My current philosophy has more to do with this idea of connections and interactions than the prior versions. Connections between the subjects in school make all the difference. In my experience, when a student sees how things fit together they are more likely to take an interest in the lesson. The goal is not to be interested, however. The goal is to create a lifelong learner. A holistic approach to education is a more valuable approach because a student is made of many facets and, while kids are often pushed to become a firefighter, doctor, lawyer, etc. when they grow up, we never truly know what the future holds for them. Their future is not yet done being constructed. Teaching a student with a focus on one single subject is like feeding them only one type of food.

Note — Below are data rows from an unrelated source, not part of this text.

//! Selection enums: which hue family to draw from and how bright the result is.

use crate::error::ColorError;
use serde::{Deserialize, Serialize};
use std::fmt;

/// A named hue family constraining the generated hue to one band.
#[derive(Debug, Clone, Copy, PartialEq, Eq, Hash, Default, Serialize, Deserialize)]
#[serde(rename_all = "lowercase")]
pub enum ColorScheme {
    /// Any hue on the full circle.
    #[default]
    Random,
    /// Grayscale only; saturation is always 0.
    Monochrome,
    Red,
    Orange,
    Yellow,
    Green,
    Blue,
    Purple,
    Pink,
}

/// Brightness/vividness preset applied after the hue is chosen.
#[derive(Debug, Clone, Copy, PartialEq, Eq, Hash, Default, Serialize, Deserialize)]
#[serde(rename_all = "lowercase")]
pub enum Luminosity {
    /// Unconstrained saturation and brightness.
    #[default]
    Random,
    /// Dark colors: high saturation, brightness close to the floor.
    Dark,
    /// Light, pastel colors.
    Light,
    /// Vibrant colors.
    Bright,
}

impl ColorScheme {
    /// Every scheme, in declaration order.
    pub const ALL: [ColorScheme; 9] = [
        ColorScheme::Random,
        ColorScheme::Monochrome,
        ColorScheme::Red,
        ColorScheme::Orange,
        ColorScheme::Yellow,
        ColorScheme::Green,
        ColorScheme::Blue,
        ColorScheme::Purple,
        ColorScheme::Pink,
    ];

    /// Lowercase name used by the CLI and in JSON.
    pub fn name(self) -> &'static str {
        match self {
            ColorScheme::Random => "random",
            ColorScheme::Monochrome => "monochrome",
            ColorScheme::Red => "red",
            ColorScheme::Orange => "orange",
            ColorScheme::Yellow => "yellow",
            ColorScheme::Green => "green",
            ColorScheme::Blue => "blue",
            ColorScheme::Purple => "purple",
            ColorScheme::Pink => "pink",
        }
    }

    /// Looks up a scheme by name (case insensitive).
    ///
    /// Returns `ColorError::InvalidArgument` for unknown names.
    pub fn from_name(name: &str) -> Result<Self, ColorError> {
        Self::ALL
            .into_iter()
            .find(|s| s.name().eq_ignore_ascii_case(name))
            .ok_or_else(|| ColorError::InvalidArgument(format!("unknown color scheme: {name}")))
    }

    /// Returns the names of all schemes.
    pub fn list_names() -> Vec<&'static str> {
        Self::ALL.iter().map(|s| s.name()).collect()
    }
}

impl Luminosity {
    /// Every luminosity, in declaration order.
    pub const ALL: [Luminosity; 4] = [
        Luminosity::Random,
        Luminosity::Dark,
        Luminosity::Light,
        Luminosity::Bright,
    ];

    pub fn name(self) -> &'static str {
        match self {
            Luminosity::Random => "random",
            Luminosity::Dark => "dark",
            Luminosity::Light => "light",
            Luminosity::Bright => "bright",
        }
    }

    /// Looks up a luminosity by name (case insensitive).
    pub fn from_name(name: &str) -> Result<Self, ColorError> {
        Self::ALL
            .into_iter()
            .find(|l| l.name().eq_ignore_ascii_case(name))
            .ok_or_else(|| ColorError::InvalidArgument(format!("unknown luminosity: {name}")))
    }

    pub fn list_names() -> Vec<&'static str> {
        Self::ALL.iter().map(|l| l.name()).collect()
    }
}

impl fmt::Display for ColorScheme {
    fn fmt(&self, f: &mut fmt::Formatter<'_>) -> fmt::Result {
        f.write_str(self.name())
    }
}

impl fmt::Display for Luminosity {
    fn fmt(&self, f: &mut fmt::Formatter<'_>) -> fmt::Result {
        f.write_str(self.name())
    }
}
//! The three-step HSV sampler.
//!
//! A hue is drawn from the scheme's band, then a saturation narrowed by the
//! luminosity and the hue's table row, then a brightness between the row's
//! floor curve and a luminosity-dependent ceiling. Each step makes exactly one
//! draw, so the RNG sequence consumed per color is fixed at three values.

use crate::bounds;
use crate::color::Hsv;
use crate::error::ColorError;
use crate::prng::Xorshift64;
use crate::scheme::{ColorScheme, Luminosity};

/// Saturation boundary between Light (below) and Bright (above).
const VIVID_SATURATION: i32 = 55;

/// Width of the saturation window Dark keeps at the top of a row's range.
const DARK_SATURATION_WINDOW: i32 = 10;

/// How far above the floor Dark lets brightness rise.
const DARK_BRIGHTNESS_WINDOW: i32 = 20;

const MAX_PERCENT: i32 = 100;

/// Source of uniform integers in an inclusive range.
pub trait UniformSource {
    /// Returns a value in `[lower, upper]`. Implementations must return
    /// `lower` when `upper < lower`.
    fn next_inclusive(&mut self, lower: i32, upper: i32) -> i32;
}

impl UniformSource for Xorshift64 {
    fn next_inclusive(&mut self, lower: i32, upper: i32) -> i32 {
        Xorshift64::next_inclusive(self, lower, upper)
    }
}

/// Draws a hue in `[0, 360]` from the band of `scheme`.
pub fn pick_hue<R: UniformSource + ?Sized>(scheme: ColorScheme, rng: &mut R) -> i32 {
    let range = bounds::hue_range(scheme);
    let hue = rng.next_inclusive(range.lower, range.upper);
    if hue < 0 {
        hue + 360
    } else {
        hue
    }
}

/// Draws a saturation for an already-chosen hue.
///
/// Monochrome is checked first, so it yields 0 even under Random luminosity
/// and consumes no draw.
pub fn pick_saturation<R: UniformSource + ?Sized>(
    hue: i32,
    luminosity: Luminosity,
    scheme: ColorScheme,
    rng: &mut R,
) -> Result<i32, ColorError> {
    if scheme == ColorScheme::Monochrome {
        return Ok(0);
    }
    if luminosity == Luminosity::Random {
        return Ok(rng.next_inclusive(0, MAX_PERCENT));
    }

    let range = bounds::info_for_hue(hue)?.saturation_range();
    let (mut s_min, mut s_max) = (range.lower, range.upper);
    match luminosity {
        Luminosity::Bright => s_min = VIVID_SATURATION,
        Luminosity::Dark => s_min = s_max - DARK_SATURATION_WINDOW,
        Luminosity::Light => s_max = VIVID_SATURATION,
        Luminosity::Random => {}
    }

    Ok(draw_clamped(rng, "saturation", s_min, s_max))
}

/// Draws a brightness for an already-chosen hue and saturation.
pub fn pick_brightness<R: UniformSource + ?Sized>(
    hue: i32,
    saturation: i32,
    luminosity: Luminosity,
    rng: &mut R,
) -> Result<i32, ColorError> {
    let floor = bounds::minimum_brightness(hue, saturation)?;
    let (b_min, b_max) = match luminosity {
        Luminosity::Dark => (floor, floor + DARK_BRIGHTNESS_WINDOW),
        Luminosity::Light => ((floor + MAX_PERCENT) / 2, MAX_PERCENT),
        Luminosity::Random => (0, MAX_PERCENT),
        Luminosity::Bright => (floor, MAX_PERCENT),
    };

    Ok(draw_clamped(rng, "brightness", b_min, b_max.min(MAX_PERCENT)))
}

/// Samples a full HSV triple for `(scheme, luminosity)`.
pub fn sample<R: UniformSource + ?Sized>(
    scheme: ColorScheme,
    luminosity: Luminosity,
    rng: &mut R,
) -> Result<Hsv, ColorError> {
    let hue = pick_hue(scheme, rng);
    let saturation = pick_saturation(hue, luminosity, scheme, rng)?;
    let brightness = pick_brightness(hue, saturation, luminosity, rng)?;
    Ok(Hsv {
        hue,
        saturation,
        brightness,
    })
}

/// Draws in `[lower, upper]`, collapsing an inverted range to `lower`.
fn draw_clamped<R: UniformSource + ?Sized>(
    rng: &mut R,
    what: &'static str,
    lower: i32,
    upper: i32,
) -> i32 {
    if lower > upper {
        tracing::warn!(what, lower, upper, "degenerate range, clamping to lower bound");
        return lower;
    }
    rng.next_inclusive(lower, upper)
}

The child misses out on a lot of important nutrition if they only eat salads, no matter how healthy that salad is. I’ve found this roundabout focus in education of seeking the next cure-all to make students successful frustrating. Like a dog chasing it’s own tail, the education system focuses first on STEM, then on STEAM, then on SEL. Each time we add something to the new acronym to make up for what is missing in the current subjects, the acronym just gets bigger. I hope eventually we shorten the ever-lengthening acronym back to simply “school.” There are enough connections to be made in those 6 letters to last a lifetime.